I look to the Texan and say, “I’m sorry. I really didn’t mean to offend you guys.” She waves her hand in a kind of “whatever” or “don’t even” motion and walks away. The girl sitting beside me, I used to ride the bus with, so I feel a tad more familiar., “I can’t believe that…I was just trying to be funny.” “I know you were just trying to be funny,” she says but gets up and walks off too.
I’m just sitting there wanting to punch something too. I mean, is it just me, is she in Yankee-denial, or does she have anger management issues, or is calling a non-Southerner a “Yankee” like using a curse word.
I texted my Kansas friend last night with that last question, phrased a little differently, “LOL, Yah they don’t like it very much,” is her reply.
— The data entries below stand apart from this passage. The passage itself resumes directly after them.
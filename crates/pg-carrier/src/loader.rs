//! CSV loaders for carrier-side tables.
//!
//! # Formats
//!
//! Depot table, one row per depot:
//!
//! ```csv
//! id,courier,zone,x,y
//! 1,DHL,101,84512.0,447201.0
//! 2,DPD,102,84880.0,447455.0
//! ```
//!
//! Market shares (`courier,share`), consolidation potential
//! (`segment,probability`), and the vehicle/fuel share grid (`segment`
//! followed by one numeric column per fuel×vehicle cell, wide format).

use std::io::Read;
use std::path::Path;

use serde::Deserialize;

use pg_core::{DepotId, ZoneNum};

use crate::courier::{CourierRegistry, MarketShares};
use crate::depot::Depot;
use crate::segments::{ConsolidationTable, VehicleShares};
use crate::{CarrierError, CarrierResult};

// ── CSV records ───────────────────────────────────────────────────────────────

#[derive(Deserialize)]
struct DepotRecord {
    id:      u32,
    courier: String,
    zone:    u32,
    x:       f64,
    y:       f64,
}

#[derive(Deserialize)]
struct ShareRecord {
    courier: String,
    share:   f64,
}

#[derive(Deserialize)]
struct ConsolidationRecord {
    #[allow(dead_code)]
    segment:     u8,
    probability: f64,
}

// ── Depots ────────────────────────────────────────────────────────────────────

pub fn load_depots_csv(path: &Path) -> CarrierResult<Vec<Depot>> {
    let file = std::fs::File::open(path).map_err(CarrierError::Io)?;
    load_depots_reader(file)
}

pub fn load_depots_reader<R: Read>(reader: R) -> CarrierResult<Vec<Depot>> {
    let mut csv_reader = csv::Reader::from_reader(reader);
    let mut depots = Vec::new();
    for result in csv_reader.deserialize::<DepotRecord>() {
        let row = result.map_err(|e| CarrierError::Parse(e.to_string()))?;
        depots.push(Depot {
            id:      DepotId(row.id),
            courier: row.courier,
            zone:    ZoneNum(row.zone),
            x:       row.x,
            y:       row.y,
        });
    }
    Ok(depots)
}

// ── Market shares ─────────────────────────────────────────────────────────────

/// Load the market-share table; returns the registry (codes sorted) plus the
/// aligned shares.
pub fn load_shares_csv(path: &Path) -> CarrierResult<(CourierRegistry, MarketShares)> {
    let file = std::fs::File::open(path).map_err(CarrierError::Io)?;
    load_shares_reader(file)
}

pub fn load_shares_reader<R: Read>(reader: R) -> CarrierResult<(CourierRegistry, MarketShares)> {
    let mut csv_reader = csv::Reader::from_reader(reader);
    let mut pairs = Vec::new();
    for result in csv_reader.deserialize::<ShareRecord>() {
        let row = result.map_err(|e| CarrierError::Parse(e.to_string()))?;
        pairs.push((row.courier, row.share));
    }

    let registry = CourierRegistry::new(pairs.iter().map(|(c, _)| c.clone()).collect());
    let shares = MarketShares::new(&pairs, &registry)?;
    Ok((registry, shares))
}

// ── Segment tables ────────────────────────────────────────────────────────────

pub fn load_consolidation_csv(path: &Path) -> CarrierResult<ConsolidationTable> {
    let file = std::fs::File::open(path).map_err(CarrierError::Io)?;
    load_consolidation_reader(file)
}

pub fn load_consolidation_reader<R: Read>(reader: R) -> CarrierResult<ConsolidationTable> {
    let mut csv_reader = csv::Reader::from_reader(reader);
    let mut probs = Vec::new();
    for result in csv_reader.deserialize::<ConsolidationRecord>() {
        let row = result.map_err(|e| CarrierError::Parse(e.to_string()))?;
        probs.push(row.probability);
    }
    ConsolidationTable::new(probs)
}

pub fn load_vehicle_shares_csv(path: &Path) -> CarrierResult<VehicleShares> {
    let file = std::fs::File::open(path).map_err(CarrierError::Io)?;
    load_vehicle_shares_reader(file)
}

/// The share grid is wide and its column count is data, so it is read as
/// untyped records rather than a serde struct.
pub fn load_vehicle_shares_reader<R: Read>(reader: R) -> CarrierResult<VehicleShares> {
    let mut csv_reader = csv::Reader::from_reader(reader);
    let mut raw = Vec::new();
    for result in csv_reader.records() {
        let record = result.map_err(|e| CarrierError::Parse(e.to_string()))?;
        // First field is the segment label; the rest are share cells.
        let row: Vec<f64> = record
            .iter()
            .skip(1)
            .map(|cell| {
                cell.trim()
                    .parse::<f64>()
                    .map_err(|_| CarrierError::Parse(format!("bad share cell {cell:?}")))
            })
            .collect::<CarrierResult<_>>()?;
        raw.push(row);
    }
    VehicleShares::from_raw(&raw)
}
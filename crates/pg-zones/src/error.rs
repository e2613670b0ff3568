use pg_core::ZoneNum;
use thiserror::Error;

#[derive(Debug, Error)]
pub enum ZoneError {
    /// An external zone number has no matrix position (e.g. a depot placed
    /// in a zone outside the declared set).
    #[error("configuration error: zone {0} has no matrix position")]
    UnknownZone(ZoneNum),

    /// A matrix position outside `1..=N`.
    #[error("configuration error: matrix position {0} out of range (1..={1})")]
    PositionOutOfRange(u32, u32),

    /// Duplicate zone number in the zone table.
    #[error("data consistency error: duplicate zone {0} in zone table")]
    DuplicateZone(ZoneNum),

    /// A negative household or employment count.
    #[error("data consistency error: zone {zone} has negative {field} ({value})")]
    NegativeCount {
        zone:  ZoneNum,
        field: &'static str,
        value: f64,
    },

    #[error("zone table parse error: {0}")]
    Parse(String),

    #[error("I/O error: {0}")]
    Io(#[from] std::io::Error),
}

pub type ZoneResult<T> = Result<T, ZoneError>;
Well, I guess it’s about context, some people can say it and some can’t. I thought the context of a discussion about friggin TEA, it would be a light-hearted jab to get a laugh, but, no.
So it’s been bothering me and I googled and basically this sentence is the thesis for what I was trying to get across to Kansas-lady: “to Southerners, a Yankee is anyone not from the South, not necessarily someone from the Northeast.”
And I would say most Southerners would think that. I would have thought someone from Texas would have been more culturally sensitive about sweet tea…
It would have been been awesome if I’d “hollered” after her, “I’m neutral! I drink half-n-half!”
Will Americans ever learn to keep their cool over tea?
BTW a great tip for sweeting nasty unsweet even after it’s iced: Simple syrup.